_Problem to work on:_ Word for word, transcribe the data below.
Top of Data shown
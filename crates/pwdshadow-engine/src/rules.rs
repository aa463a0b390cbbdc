//! Derivation rules.
//!
//! ## Rules (evaluation order)
//! - `pwdShadowFlag` ← `shadowFlag`
//! - `pwdShadowInactive` ← `shadowInactive` | `pwdGraceExpiry`
//! - `pwdShadowLastChange` ← `shadowLastChange` | `userPassword`, then last-change synthesis
//! - `pwdShadowMax` ← `shadowMax` | `pwdMaxAge`
//! - `pwdShadowMin` ← `shadowMin` | `pwdMinAge`
//! - `pwdShadowWarning` ← `shadowWarning` | `pwdExpireWarning`
//! - `pwdShadowExpire` ← `shadowExpire` | last change, auto-expire, max age,
//!   grace expiry, end time, then expiration synthesis
//!
//! Expiration reads the outcome of the last-change, max and inactive rules,
//! so it runs last.

use crate::state::Tracked;

/// Extra value computation after the precheck.
#[derive(Clone, Copy, Debug, PartialEq, Eq)]
pub enum Synthesis {
    /// Day of the password change.
    LastChange,
    /// Account end day.
    Expiration,
}

/// Static description of how one derived attribute is computed.
#[derive(Clone, Copy, Debug, PartialEq, Eq)]
pub struct DerivationRule {
    /// Derived attribute.
    pub target: Tracked,
    /// Attribute whose value wins when present.
    pub override_source: Option<Tracked>,
    /// Attributes that make the target exist, in priority order.
    pub triggers: &'static [Tracked],
    /// Value computation replacing the trigger value.
    pub synthesis: Option<Synthesis>,
}

/// Every rule, in evaluation order.
pub static RULES: [DerivationRule; 7] = [
    DerivationRule {
        target: Tracked::PwdShadowFlag,
        override_source: Some(Tracked::ShadowFlag),
        triggers: &[],
        synthesis: None,
    },
    DerivationRule {
        target: Tracked::PwdShadowInactive,
        override_source: Some(Tracked::ShadowInactive),
        triggers: &[Tracked::PwdGraceExpiry],
        synthesis: None,
    },
    DerivationRule {
        target: Tracked::PwdShadowLastChange,
        override_source: Some(Tracked::ShadowLastChange),
        triggers: &[Tracked::UserPassword],
        synthesis: Some(Synthesis::LastChange),
    },
    DerivationRule {
        target: Tracked::PwdShadowMax,
        override_source: Some(Tracked::ShadowMax),
        triggers: &[Tracked::PwdMaxAge],
        synthesis: None,
    },
    DerivationRule {
        target: Tracked::PwdShadowMin,
        override_source: Some(Tracked::ShadowMin),
        triggers: &[Tracked::PwdMinAge],
        synthesis: None,
    },
    DerivationRule {
        target: Tracked::PwdShadowWarning,
        override_source: Some(Tracked::ShadowWarning),
        triggers: &[Tracked::PwdExpireWarning],
        synthesis: None,
    },
    DerivationRule {
        target: Tracked::PwdShadowExpire,
        override_source: Some(Tracked::ShadowExpire),
        triggers: &[
            Tracked::PwdShadowLastChange,
            Tracked::PwdShadowAutoExpire,
            Tracked::PwdMaxAge,
            Tracked::PwdGraceExpiry,
            Tracked::PwdEndTime,
        ],
        synthesis: Some(Synthesis::Expiration),
    },
];

/// Order in which derived attributes are written out.
pub const EMIT_ORDER: [Tracked; 7] = [
    Tracked::PwdShadowExpire,
    Tracked::PwdShadowFlag,
    Tracked::PwdShadowInactive,
    Tracked::PwdShadowLastChange,
    Tracked::PwdShadowMax,
    Tracked::PwdShadowMin,
    Tracked::PwdShadowWarning,
];

/// Attributes whose modification makes a request worth evaluating.
pub const SOURCES: [Tracked; 11] = [
    Tracked::PwdEndTime,
    Tracked::PolicySubentry,
    Tracked::PwdShadowGenerate,
    Tracked::ShadowExpire,
    Tracked::ShadowFlag,
    Tracked::ShadowLastChange,
    Tracked::ShadowMin,
    Tracked::ShadowMax,
    Tracked::ShadowWarning,
    Tracked::ShadowInactive,
    Tracked::UserPassword,
];

// ─────────────────────────────────────────────────────────────────────────────
// Tests
// ─────────────────────────────────────────────────────────────────────────────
Bottom of Data shown
_Response to this task:_
filename crates/pwdshadow-engine/src/rules.rs
repository aa463a0b390cbbdc
//! Derivation rules.
//!
//! ## Rules (evaluation order)
//! - `pwdShadowFlag` ← `shadowFlag`
//! - `pwdShadowInactive` ← `shadowInactive` | `pwdGraceExpiry`
//! - `pwdShadowLastChange` ← `shadowLastChange` | `userPassword`, then last-change synthesis
//! - `pwdShadowMax` ← `shadowMax` | `pwdMaxAge`
//! - `pwdShadowMin` ← `shadowMin` | `pwdMinAge`
//! - `pwdShadowWarning` ← `shadowWarning` | `pwdExpireWarning`
//! - `pwdShadowExpire` ← `shadowExpire` | last change, auto-expire, max age,
//!   grace expiry, end time, then expiration synthesis
//!
//! Expiration reads the outcome of the last-change, max and inactive rules,
//! so it runs last.

use crate::state::Tracked;

/// Extra value computation after the precheck.
#[derive(Clone, Copy, Debug, PartialEq, Eq)]
pub enum Synthesis {
    /// Day of the password change.
    LastChange,
    /// Account end day.
    Expiration,
}

/// Static description of how one derived attribute is computed.
#[derive(Clone, Copy, Debug, PartialEq, Eq)]
pub struct DerivationRule {
    /// Derived attribute.
    pub target: Tracked,
    /// Attribute whose value wins when present.
    pub override_source: Option<Tracked>,
    /// Attributes that make the target exist, in priority order.
    pub triggers: &'static [Tracked],
    /// Value computation replacing the trigger value.
    pub synthesis: Option<Synthesis>,
}

/// Every rule, in evaluation order.
pub static RULES: [DerivationRule; 7] = [
    DerivationRule {
        target: Tracked::PwdShadowFlag,
        override_source: Some(Tracked::ShadowFlag),
        triggers: &[],
        synthesis: None,
    },
    DerivationRule {
        target: Tracked::PwdShadowInactive,
        override_source: Some(Tracked::ShadowInactive),
        triggers: &[Tracked::PwdGraceExpiry],
        synthesis: None,
    },
    DerivationRule {
        target: Tracked::PwdShadowLastChange,
        override_source: Some(Tracked::ShadowLastChange),
        triggers: &[Tracked::UserPassword],
        synthesis: Some(Synthesis::LastChange),
    },
    DerivationRule {
        target: Tracked::PwdShadowMax,
        override_source: Some(Tracked::ShadowMax),
        triggers: &[Tracked::PwdMaxAge],
        synthesis: None,
    },
    DerivationRule {
        target: Tracked::PwdShadowMin,
        override_source: Some(Tracked::ShadowMin),
        triggers: &[Tracked::PwdMinAge],
        synthesis: None,
    },
    DerivationRule {
        target: Tracked::PwdShadowWarning,
        override_source: Some(Tracked::ShadowWarning),
        triggers: &[Tracked::PwdExpireWarning],
        synthesis: None,
    },
    DerivationRule {
        target: Tracked::PwdShadowExpire,
        override_source: Some(Tracked::ShadowExpire),
        triggers: &[
            Tracked::PwdShadowLastChange,
            Tracked::PwdShadowAutoExpire,
            Tracked::PwdMaxAge,
            Tracked::PwdGraceExpiry,
            Tracked::PwdEndTime,
        ],
        synthesis: Some(Synthesis::Expiration),
    },
];

/// Order in which derived attributes are written out.
pub const EMIT_ORDER: [Tracked; 7] = [
    Tracked::PwdShadowExpire,
    Tracked::PwdShadowFlag,
    Tracked::PwdShadowInactive,
    Tracked::PwdShadowLastChange,
    Tracked::PwdShadowMax,
    Tracked::PwdShadowMin,
    Tracked::PwdShadowWarning,
];

/// Attributes whose modification makes a request worth evaluating.
pub const SOURCES: [Tracked; 11] = [
    Tracked::PwdEndTime,
    Tracked::PolicySubentry,
    Tracked::PwdShadowGenerate,
    Tracked::ShadowExpire,
    Tracked::ShadowFlag,
    Tracked::ShadowLastChange,
    Tracked::ShadowMin,
    Tracked::ShadowMax,
    Tracked::ShadowWarning,
    Tracked::ShadowInactive,
    Tracked::UserPassword,
];

// ─────────────────────────────────────────────────────────────────────────────
// Tests
// ─────────────────────────────────────────────────────────────────────────────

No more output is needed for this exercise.